# Which Reinin dichotomies have the most importance in determining type?



## Caelestis (Oct 3, 2012)

Which of the 15 dichotomies would you say are more important and suggestive of one's type? Are there certain traits that should be analyzed and regarded carefully more so than others, or should all be considered with equal importance?


----------



## Fire Away (Nov 29, 2013)

I personally wouldn't delve into the dichotomies to learn your type. It's far to easy to rationalize one over the other...at least to me anyway.

I tend to notice people who are emotivists over constructovists rather well. Negativist and Positivist can also be easy to spot-maybe. 

Who knows, maybe some functions can see certain dichotomies better.


----------



## loner (Mar 24, 2013)

What is dichotomy?


----------



## Psithurism (Jun 19, 2013)

loner said:


> What is dichotomy?


Reinin dichotomies - Wikisocion


I don't think any of them have inherently more weight.

Some might be perhaps easier to identify though. Possibly ones like Merry/Serious, Process/Result or Static/Dynamic.


----------



## Ollyx2OxenFree (Feb 2, 2012)

I think it's not so much important what is the most important in determining them but perhaps best to focus on what's easiest to observe. I think Asking and Declaring is somewhat easy. You can record a conversation you have with another or a group and replay it to observe yourself. Askers do a lot of 'mhhms', 'yeahs', etc, while others are talking, ask questions they don't necessarily need answered, asking themselves questions and answering them, sound more interrogative than declarative when they speak. 

Process/Result, Judicious/Decisive and maybe Merry/Serious can be fairly easy. With Merry/Serious, don't focus on how merry or serious you are, read about them and the differences. You can see the Fe and Ti vs Te and Fi implications. I like this test because it's flexible. If you take it, choose only a few that you are SURE about.

If you truly want to focus on importance over easiest, perhaps read into the ones that show an obvious function preference like merry/serious (Fe/Ti vs Te/Fi) and judicious/decisive (Si/Ne vs Ni/Se).


----------



## Aleksei (Apr 3, 2010)

None. Basically every type trait that's consistent with Reinin can be explained by a person's functional makeup, applied properly. 

Reinin himself didn't really want or expect his dichotomies to get taken too seriously


----------



## randomshoes (Dec 11, 2013)

I don't think any are inherently more _important_, but I've found static/dynamic the easiest to spot, and result/process the most meaningful in terms of cognition. When typing someone, I would recommend having them read through the descriptions of all the dichotomies and then pick any that they feel very strongly about.
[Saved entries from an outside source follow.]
use anyhow::{Context, Result};
use crossterm::{
    event::{Event, EventStream, KeyEventKind},
    execute,
    terminal::{disable_raw_mode, enable_raw_mode, EnterAlternateScreen, LeaveAlternateScreen},
};
use futures::StreamExt;
use ratatui::{backend::CrosstermBackend, Terminal};
use std::io::{stderr, Stderr};
use std::time::Duration;
use tokio::time::{interval, interval_at, Instant, Interval, MissedTickBehavior};
use tracing::{info, warn};

use crate::game::{Direction, GameEngine, GameState, StepEvent};
use crate::input::{InputHandler, KeyAction};
use crate::metrics::GameMetrics;
use crate::render::{required_area, Renderer};

const RENDER_PERIOD: Duration = Duration::from_millis(33);

/// The game ticker, tagged with the game it belongs to
struct GameTicker {
    game: u64,
    interval: Interval,
}

#[derive(Debug, Clone, Copy, PartialEq, Eq)]
enum TickerAction {
    Keep,
    Start,
    Stop,
}

/// One ticker per live game: started when a game becomes active, dropped on
/// game over, replaced when a restart begins a new game.
fn ticker_action(alive: bool, ticker_game: Option<u64>, current_game: u64) -> TickerAction {
    match (alive, ticker_game) {
        (false, Some(_)) => TickerAction::Stop,
        (false, None) => TickerAction::Keep,
        (true, Some(game)) if game == current_game => TickerAction::Keep,
        (true, _) => TickerAction::Start,
    }
}

async fn next_tick(ticker: &mut Option<GameTicker>) {
    match ticker {
        Some(ticker) => {
            ticker.interval.tick().await;
        }
        None => std::future::pending::<()>().await,
    }
}

/// Interactive keyboard-driven game in the terminal
pub struct HumanMode {
    engine: GameEngine,
    state: GameState,
    metrics: GameMetrics,
    renderer: Renderer,
    input_handler: InputHandler,
    /// Incremented on every restart
    game: u64,
    should_quit: bool,
}

impl HumanMode {
    pub fn new(engine: GameEngine) -> Self {
        let state = engine.reset();

        Self {
            engine,
            state,
            metrics: GameMetrics::new(),
            renderer: Renderer::new(),
            input_handler: InputHandler::new(),
            game: 0,
            should_quit: false,
        }
    }

    pub fn state(&self) -> &GameState {
        &self.state
    }

    pub async fn run(&mut self) -> Result<()> {
        enable_raw_mode().context("Failed to enable raw mode")?;
        let mut stderr = stderr();
        execute!(stderr, EnterAlternateScreen).context("Failed to enter alternate screen")?;
        let backend = CrosstermBackend::new(stderr);
        let mut terminal = Terminal::new(backend).context("Failed to create terminal")?;
        terminal.hide_cursor().context("Failed to hide cursor")?;
        terminal.clear().context("Failed to clear terminal")?;

        let needed = required_area(self.engine.config().board_size);
        match terminal.size() {
            Ok(size) if size.width < needed.width || size.height < needed.height => {
                warn!(
                    width = size.width,
                    height = size.height,
                    needed_width = needed.width,
                    needed_height = needed.height,
                    "Terminal is smaller than the board layout"
                );
            }
            Ok(_) => {}
            Err(err) => warn!(%err, "Could not query terminal size"),
        }

        info!(
            board_size = self.engine.config().board_size,
            tick_ms = self.engine.config().tick_ms,
            "Game started"
        );

        let result = self.run_game_loop(&mut terminal).await;

        // Restore the terminal even when the loop failed
        self.cleanup_terminal(&mut terminal)?;

        info!(
            games_played = self.metrics.games_played,
            best_score = self.metrics.best_score,
            "Quit"
        );

        result
    }

    async fn run_game_loop(
        &mut self,
        terminal: &mut Terminal<CrosstermBackend<Stderr>>,
    ) -> Result<()> {
        let mut event_stream = EventStream::new();
        let mut ticker: Option<GameTicker> = None;
        let mut render_timer = interval(RENDER_PERIOD);

        loop {
            self.sync_ticker(&mut ticker);

            tokio::select! {
                maybe_event = event_stream.next() => {
                    match maybe_event {
                        Some(Ok(event)) => self.handle_event(event),
                        Some(Err(err)) => {
                            return Err(err).context("Failed to read terminal event");
                        }
                        None => self.should_quit = true,
                    }
                }

                _ = next_tick(&mut ticker) => {
                    self.update_game();
                }

                _ = render_timer.tick() => {
                    self.refresh_clock();
                    let board_size = self.engine.config().board_size;
                    terminal.draw(|frame| {
                        self.renderer.render(frame, &self.state, board_size, &self.metrics);
                    }).context("Failed to draw frame")?;
                }

                _ = tokio::signal::ctrl_c() => {
                    self.should_quit = true;
                }
            }

            if self.should_quit {
                break;
            }
        }

        Ok(())
    }

    fn sync_ticker(&self, ticker: &mut Option<GameTicker>) {
        let ticker_game = ticker.as_ref().map(|t| t.game);
        match ticker_action(self.state.alive, ticker_game, self.game) {
            TickerAction::Keep => {}
            TickerAction::Stop => *ticker = None,
            TickerAction::Start => {
                let period = self.engine.config().tick_period();
                // First step happens one full period after the game starts
                let mut interval = interval_at(Instant::now() + period, period);
                interval.set_missed_tick_behavior(MissedTickBehavior::Delay);
                *ticker = Some(GameTicker {
                    game: self.game,
                    interval,
                });
            }
        }
    }

    fn handle_event(&mut self, event: Event) {
        let Event::Key(key) = event else {
            return;
        };

        // Only process key press events, not release
        if key.kind != KeyEventKind::Press {
            return;
        }

        match self.input_handler.handle_key_event(key) {
            KeyAction::Turn(direction) => self.turn(direction),
            KeyAction::Restart => self.reset_game(),
            KeyAction::Quit => self.should_quit = true,
            KeyAction::None => {}
        }
    }

    /// Direction requests are validated the moment they arrive. A finished
    /// game ignores them until restart.
    fn turn(&mut self, direction: Direction) {
        if self.state.alive {
            self.engine.request_direction(&mut self.state, direction);
        }
    }

    /// The elapsed time stops on game over and restarts with the next game
    fn refresh_clock(&mut self) {
        if self.state.alive {
            self.metrics.update();
        }
    }

    fn update_game(&mut self) {
        let result = self.engine.step(&self.state);

        if let StepEvent::Collided(_) = result.event {
            self.metrics.on_game_over(result.state.score);
        }

        self.state = result.state;
    }

    fn reset_game(&mut self) {
        if self.state.alive {
            // Abandoned mid-game
            self.metrics.on_game_over(self.state.score);
        }
        self.state = self.engine.reset();
        self.game += 1;
        self.metrics.on_game_start();
        info!(game = self.game, "Game restarted");
    }

    fn cleanup_terminal(
        &mut self,
        terminal: &mut Terminal<CrosstermBackend<Stderr>>,
    ) -> Result<()> {
        disable_raw_mode().context("Failed to disable raw mode")?;
        execute!(terminal.backend_mut(), LeaveAlternateScreen)
            .context("Failed to leave alternate screen")?;
        terminal.show_cursor().context("Failed to show cursor")?;
        Ok(())
    }
}

#[cfg(test)]
mod tests {
    use super::*;
    use crate::game::{GameConfig, Position};
    use crossterm::event::{KeyCode, KeyEvent, KeyModifiers};

    fn mode() -> HumanMode {
        HumanMode::new(GameEngine::with_seed(GameConfig::default(), 1))
    }

    fn key(code: KeyCode) -> Event {
        Event::Key(KeyEvent::new(code, KeyModifiers::NONE))
    }

    #[test]
    fn test_game_initialization() {
        let mode = mode();
        assert!(mode.state().alive);
        assert_eq!(mode.state().score, 0);
        assert_eq!(mode.state().snake.segments(), &[Position::new(0, 0)]);
    }

    #[test]
    fn test_game_reset() {
        let mut mode = mode();
        mode.state.score = 10;
        mode.state.alive = false;

        mode.handle_event(key(KeyCode::Char('r')));

        assert_eq!(mode.state, mode.engine.reset());
        assert_eq!(mode.game, 1);
    }

    #[test]
    fn test_reversal_dropped_at_input_time() {
        let mut mode = mode();

        mode.handle_event(key(KeyCode::Left));
        assert_eq!(mode.state.direction, Direction::Right);

        mode.handle_event(key(KeyCode::Down));
        mode.handle_event(key(KeyCode::Up));
        assert_eq!(mode.state.direction, Direction::Down);
    }

    #[test]
    fn test_ticks_move_the_snake() {
        let mut mode = mode();

        mode.update_game();
        mode.update_game();

        assert_eq!(mode.state.snake.head(), Position::new(2, 0));
    }

    #[test]
    fn test_game_over_is_recorded_and_frozen() {
        let mut mode = mode();
        mode.handle_event(key(KeyCode::Up));

        mode.update_game();
        assert!(!mode.state.alive);
        assert_eq!(mode.metrics.games_played, 1);

        // Input after game over leaves the state alone
        mode.handle_event(key(KeyCode::Right));
        assert_eq!(mode.state.direction, Direction::Up);
    }

    #[test]
    fn test_clock_frozen_after_game_over() {
        let mut mode = mode();
        mode.handle_event(key(KeyCode::Up));
        mode.update_game();
        assert!(!mode.state.alive);

        mode.metrics.elapsed_time = Duration::from_secs(42);
        mode.refresh_clock();
        assert_eq!(mode.metrics.elapsed_time, Duration::from_secs(42));

        mode.reset_game();
        mode.refresh_clock();
        assert!(mode.metrics.elapsed_time < Duration::from_secs(42));
    }

    #[test]
    fn test_quit_key() {
        let mut mode = mode();
        mode.handle_event(key(KeyCode::Char('q')));
        assert!(mode.should_quit);
    }

    #[test]
    fn test_ticker_lifecycle() {
        assert_eq!(ticker_action(true, None, 0), TickerAction::Start);
        assert_eq!(ticker_action(true, Some(0), 0), TickerAction::Keep);
        assert_eq!(ticker_action(false, Some(0), 0), TickerAction::Stop);
        assert_eq!(ticker_action(false, None, 0), TickerAction::Keep);
        // Restart mid-game replaces the ticker
        assert_eq!(ticker_action(true, Some(0), 1), TickerAction::Start);
    }

    #[tokio::test]
    async fn test_sync_ticker_follows_game_state() {
        let mut mode = mode();
        let mut ticker = None;

        mode.sync_ticker(&mut ticker);
        assert!(ticker.is_some());

        mode.state.alive = false;
        mode.sync_ticker(&mut ticker);
        assert!(ticker.is_none());

        mode.reset_game();
        mode.sync_ticker(&mut ticker);
        assert_eq!(ticker.as_ref().map(|t| t.game), Some(1));
    }
}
For example, when I first read through the Reinin dichotomies I was almost certain that I was static, process-oriented, and carefree, but I couldn't have chosen between aristocratic and democratic if you put a gun to my head. I think it can be a good way to narrow down or at least organize the possibilities. I certainly didn't conclude after that initial reading that I had to be an ILE or an LSI, but it helped guide me.


----------



## cyamitide (Jul 8, 2010)

Use:
Static/Dynamic -- with a lot of practice can be used to discern subtypes not only temperaments.
Objectivist/Subjectivist (Merry/Serious)
Decisive/Judicious
Positivist/Negativist
Right/Left (Process/Result)
Constructivist/Emotivist
Obstinate/Yielding

Don't use:
Asking/Declaring -- too easy to misapply
Aristocratic/Democratic -- often confused with the social instinct of enneagram




Caelestis said:


> Are there certain traits that should be analyzed and regarded carefully more so than others, or should all be considered with equal importance?


I'd say the basic ones: Merry/Serious, Decisive/Judicious, Static/Dynamic.


----------



## ae1905 (Jun 7, 2014)

the basic ones that *define* type are the Jung-inspired I-E, N-S, T-F, and P-J, where P and J mean _irrational_ and _rational_, respectively, in the lead function...the remaining eleven Reinin dichotomies are _derived_ from these four, so they are _not_ independent dichotomies...rather, they define dichotomies that are _combinations_ of the basic four--ie, they are _inter-dichotomy_ dichotomies

also, I don't see that socionics depends on the Reinin dichotomies..the latter were derived as a mathematical exercise..you can do the same calculations for the MBTI dichotomies and get an MBTI set of 11 "Reinin dichotomies" (not counting the four independent ones)...the only difference will be that P and J mean different things in the two theories so some of the MBTI dichotomies will have slightly different interpretations


----------